[TASK BRIEF]: When you find the word "TermRef" in a line of the entries, please copy the whole line.

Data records
◆ ◆ ◆ ◆ ◆
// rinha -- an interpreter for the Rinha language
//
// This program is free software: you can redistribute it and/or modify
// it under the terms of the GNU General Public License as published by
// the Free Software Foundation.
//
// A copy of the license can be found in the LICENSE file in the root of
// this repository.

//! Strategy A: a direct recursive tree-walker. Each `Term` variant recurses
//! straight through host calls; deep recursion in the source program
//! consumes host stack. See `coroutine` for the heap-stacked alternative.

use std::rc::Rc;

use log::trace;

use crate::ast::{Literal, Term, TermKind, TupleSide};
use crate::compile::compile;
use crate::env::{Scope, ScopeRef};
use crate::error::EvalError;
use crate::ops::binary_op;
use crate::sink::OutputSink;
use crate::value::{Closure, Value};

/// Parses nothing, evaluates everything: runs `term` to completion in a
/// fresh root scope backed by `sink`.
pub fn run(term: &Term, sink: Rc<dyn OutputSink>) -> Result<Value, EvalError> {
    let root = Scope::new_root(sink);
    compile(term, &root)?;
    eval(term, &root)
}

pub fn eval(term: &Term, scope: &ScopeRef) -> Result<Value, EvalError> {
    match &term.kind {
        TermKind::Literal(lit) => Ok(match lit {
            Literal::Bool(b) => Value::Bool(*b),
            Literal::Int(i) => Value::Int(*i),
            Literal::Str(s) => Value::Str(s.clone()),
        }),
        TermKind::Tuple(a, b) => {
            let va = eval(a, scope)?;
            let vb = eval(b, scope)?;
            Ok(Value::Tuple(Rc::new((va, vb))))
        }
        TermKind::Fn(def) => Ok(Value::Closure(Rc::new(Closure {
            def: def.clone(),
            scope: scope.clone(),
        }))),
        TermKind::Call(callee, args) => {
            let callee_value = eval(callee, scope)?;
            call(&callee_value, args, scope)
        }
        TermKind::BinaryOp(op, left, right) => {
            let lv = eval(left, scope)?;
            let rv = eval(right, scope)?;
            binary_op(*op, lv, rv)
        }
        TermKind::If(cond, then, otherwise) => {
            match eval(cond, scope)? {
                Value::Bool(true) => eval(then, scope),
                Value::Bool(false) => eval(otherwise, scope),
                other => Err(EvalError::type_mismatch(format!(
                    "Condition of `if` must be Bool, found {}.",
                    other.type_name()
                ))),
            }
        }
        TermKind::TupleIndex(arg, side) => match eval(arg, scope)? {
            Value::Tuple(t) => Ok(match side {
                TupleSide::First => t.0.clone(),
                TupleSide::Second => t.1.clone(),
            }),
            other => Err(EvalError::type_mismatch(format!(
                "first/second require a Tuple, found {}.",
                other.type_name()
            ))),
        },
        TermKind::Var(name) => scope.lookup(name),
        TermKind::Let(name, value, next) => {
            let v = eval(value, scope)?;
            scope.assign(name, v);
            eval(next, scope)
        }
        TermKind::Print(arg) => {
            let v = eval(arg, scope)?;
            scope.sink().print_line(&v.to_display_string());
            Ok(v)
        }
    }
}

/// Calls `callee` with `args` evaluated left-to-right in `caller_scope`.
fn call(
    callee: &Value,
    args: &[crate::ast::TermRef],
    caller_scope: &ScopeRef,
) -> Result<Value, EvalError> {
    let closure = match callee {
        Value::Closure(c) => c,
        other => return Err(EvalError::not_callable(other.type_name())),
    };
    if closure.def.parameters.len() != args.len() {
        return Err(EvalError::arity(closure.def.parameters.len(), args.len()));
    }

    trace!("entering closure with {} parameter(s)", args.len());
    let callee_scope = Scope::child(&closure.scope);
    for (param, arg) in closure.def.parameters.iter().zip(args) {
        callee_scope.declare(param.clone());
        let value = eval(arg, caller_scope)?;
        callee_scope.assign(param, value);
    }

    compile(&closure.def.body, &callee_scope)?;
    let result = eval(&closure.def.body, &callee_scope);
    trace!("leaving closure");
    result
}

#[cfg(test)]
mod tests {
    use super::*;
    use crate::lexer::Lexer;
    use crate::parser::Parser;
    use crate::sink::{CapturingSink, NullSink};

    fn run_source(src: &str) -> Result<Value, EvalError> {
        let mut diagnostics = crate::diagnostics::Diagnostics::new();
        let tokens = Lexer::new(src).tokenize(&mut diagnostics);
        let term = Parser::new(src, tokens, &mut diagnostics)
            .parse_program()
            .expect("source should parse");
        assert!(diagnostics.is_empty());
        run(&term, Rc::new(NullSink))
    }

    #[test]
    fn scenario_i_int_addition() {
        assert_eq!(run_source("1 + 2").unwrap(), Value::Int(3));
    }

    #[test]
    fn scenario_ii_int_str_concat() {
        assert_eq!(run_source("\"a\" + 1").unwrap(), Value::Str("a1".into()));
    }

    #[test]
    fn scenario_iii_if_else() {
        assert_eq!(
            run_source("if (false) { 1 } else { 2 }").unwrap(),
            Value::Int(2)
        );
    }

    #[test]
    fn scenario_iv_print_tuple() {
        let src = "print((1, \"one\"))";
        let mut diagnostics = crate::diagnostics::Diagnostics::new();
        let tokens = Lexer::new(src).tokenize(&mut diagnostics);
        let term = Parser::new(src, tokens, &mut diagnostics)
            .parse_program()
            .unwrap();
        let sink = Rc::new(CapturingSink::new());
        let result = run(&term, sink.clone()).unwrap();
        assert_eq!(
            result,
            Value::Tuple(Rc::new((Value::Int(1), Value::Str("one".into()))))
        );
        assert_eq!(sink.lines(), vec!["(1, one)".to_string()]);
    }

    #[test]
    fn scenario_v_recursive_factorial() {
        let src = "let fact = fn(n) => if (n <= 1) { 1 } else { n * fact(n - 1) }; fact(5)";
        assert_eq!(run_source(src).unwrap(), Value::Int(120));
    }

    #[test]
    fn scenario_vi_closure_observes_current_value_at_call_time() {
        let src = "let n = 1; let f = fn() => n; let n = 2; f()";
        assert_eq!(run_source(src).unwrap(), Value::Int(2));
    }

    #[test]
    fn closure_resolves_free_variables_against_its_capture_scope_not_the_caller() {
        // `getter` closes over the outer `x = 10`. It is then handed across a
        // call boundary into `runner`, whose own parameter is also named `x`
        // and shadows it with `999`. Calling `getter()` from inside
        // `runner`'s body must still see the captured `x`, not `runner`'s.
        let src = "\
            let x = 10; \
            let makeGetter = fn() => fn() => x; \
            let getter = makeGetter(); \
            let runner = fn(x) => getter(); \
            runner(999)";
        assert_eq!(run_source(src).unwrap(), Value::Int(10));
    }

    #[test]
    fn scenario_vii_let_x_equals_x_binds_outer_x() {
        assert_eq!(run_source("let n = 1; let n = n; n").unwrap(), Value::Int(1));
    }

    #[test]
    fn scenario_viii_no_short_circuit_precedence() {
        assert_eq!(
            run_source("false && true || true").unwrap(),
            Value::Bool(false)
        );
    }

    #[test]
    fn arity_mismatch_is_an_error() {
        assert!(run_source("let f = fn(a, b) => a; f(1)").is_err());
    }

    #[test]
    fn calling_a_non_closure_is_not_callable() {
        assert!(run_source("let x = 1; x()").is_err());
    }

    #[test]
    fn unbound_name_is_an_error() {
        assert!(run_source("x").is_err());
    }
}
◆ ◆ ◆ ◆ ◆
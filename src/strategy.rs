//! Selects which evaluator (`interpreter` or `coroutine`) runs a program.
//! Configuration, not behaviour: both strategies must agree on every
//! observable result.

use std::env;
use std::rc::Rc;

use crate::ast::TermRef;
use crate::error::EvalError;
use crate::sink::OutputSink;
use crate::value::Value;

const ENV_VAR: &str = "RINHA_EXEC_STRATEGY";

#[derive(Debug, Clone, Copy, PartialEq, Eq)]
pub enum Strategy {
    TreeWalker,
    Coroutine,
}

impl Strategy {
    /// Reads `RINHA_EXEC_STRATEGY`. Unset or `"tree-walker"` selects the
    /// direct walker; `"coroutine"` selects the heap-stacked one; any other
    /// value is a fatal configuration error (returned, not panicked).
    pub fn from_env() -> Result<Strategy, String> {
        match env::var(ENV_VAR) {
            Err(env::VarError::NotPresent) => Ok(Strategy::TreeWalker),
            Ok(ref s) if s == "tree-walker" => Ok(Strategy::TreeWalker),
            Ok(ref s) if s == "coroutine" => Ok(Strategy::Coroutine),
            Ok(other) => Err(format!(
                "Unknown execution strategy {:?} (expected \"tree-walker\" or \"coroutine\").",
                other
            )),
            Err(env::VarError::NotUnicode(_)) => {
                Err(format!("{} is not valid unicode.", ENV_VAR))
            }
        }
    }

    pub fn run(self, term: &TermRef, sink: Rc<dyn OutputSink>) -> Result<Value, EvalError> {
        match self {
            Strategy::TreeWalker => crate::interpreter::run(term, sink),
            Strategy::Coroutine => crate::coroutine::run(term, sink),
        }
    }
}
◆ ◆ ◆ ◆ ◆
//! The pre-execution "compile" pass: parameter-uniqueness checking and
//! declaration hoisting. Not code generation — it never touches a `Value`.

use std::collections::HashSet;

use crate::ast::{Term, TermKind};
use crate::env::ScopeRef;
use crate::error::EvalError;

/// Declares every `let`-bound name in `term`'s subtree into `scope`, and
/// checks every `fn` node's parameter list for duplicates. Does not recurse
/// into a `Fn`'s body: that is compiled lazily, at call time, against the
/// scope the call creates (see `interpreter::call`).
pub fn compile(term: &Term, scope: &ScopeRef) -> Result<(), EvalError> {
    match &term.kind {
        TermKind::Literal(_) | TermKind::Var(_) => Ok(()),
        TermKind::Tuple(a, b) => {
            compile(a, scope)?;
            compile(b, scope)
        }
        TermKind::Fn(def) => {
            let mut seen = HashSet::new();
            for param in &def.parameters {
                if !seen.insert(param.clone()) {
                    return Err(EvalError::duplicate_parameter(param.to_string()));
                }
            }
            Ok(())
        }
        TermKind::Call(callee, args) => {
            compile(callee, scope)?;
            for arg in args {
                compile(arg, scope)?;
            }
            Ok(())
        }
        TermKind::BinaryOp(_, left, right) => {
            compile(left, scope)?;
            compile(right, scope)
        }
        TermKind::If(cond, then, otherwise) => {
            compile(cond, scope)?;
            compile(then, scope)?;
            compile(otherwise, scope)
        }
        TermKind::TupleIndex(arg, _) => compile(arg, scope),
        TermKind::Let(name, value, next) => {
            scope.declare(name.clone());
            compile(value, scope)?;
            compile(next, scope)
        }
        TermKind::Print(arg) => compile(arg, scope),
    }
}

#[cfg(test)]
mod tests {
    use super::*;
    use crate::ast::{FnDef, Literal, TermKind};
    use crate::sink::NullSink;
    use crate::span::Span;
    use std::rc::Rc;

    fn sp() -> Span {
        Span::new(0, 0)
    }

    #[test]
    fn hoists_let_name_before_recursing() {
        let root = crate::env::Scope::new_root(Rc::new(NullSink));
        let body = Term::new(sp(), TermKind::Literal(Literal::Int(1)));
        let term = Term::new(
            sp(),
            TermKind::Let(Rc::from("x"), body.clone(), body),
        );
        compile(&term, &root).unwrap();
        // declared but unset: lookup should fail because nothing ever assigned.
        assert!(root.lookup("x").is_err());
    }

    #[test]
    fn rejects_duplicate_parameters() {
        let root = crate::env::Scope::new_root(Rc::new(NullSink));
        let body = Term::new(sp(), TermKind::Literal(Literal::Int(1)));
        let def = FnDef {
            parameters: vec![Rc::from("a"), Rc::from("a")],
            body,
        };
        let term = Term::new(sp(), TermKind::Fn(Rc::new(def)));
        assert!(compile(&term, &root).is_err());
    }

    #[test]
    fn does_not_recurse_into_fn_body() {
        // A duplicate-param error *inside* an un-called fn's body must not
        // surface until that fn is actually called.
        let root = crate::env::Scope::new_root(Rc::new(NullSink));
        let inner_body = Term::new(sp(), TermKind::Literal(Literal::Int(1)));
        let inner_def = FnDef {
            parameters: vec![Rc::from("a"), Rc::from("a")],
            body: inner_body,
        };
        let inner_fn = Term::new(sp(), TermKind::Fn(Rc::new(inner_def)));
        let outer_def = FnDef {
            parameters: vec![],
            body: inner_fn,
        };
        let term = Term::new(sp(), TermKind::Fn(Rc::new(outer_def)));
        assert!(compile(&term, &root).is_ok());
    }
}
◆ ◆ ◆ ◆ ◆
[YOUR RESPONSE]:
    args: &[crate::ast::TermRef],
use crate::ast::TermRef;
    pub fn run(self, term: &TermRef, sink: Rc<dyn OutputSink>) -> Result<Value, EvalError> {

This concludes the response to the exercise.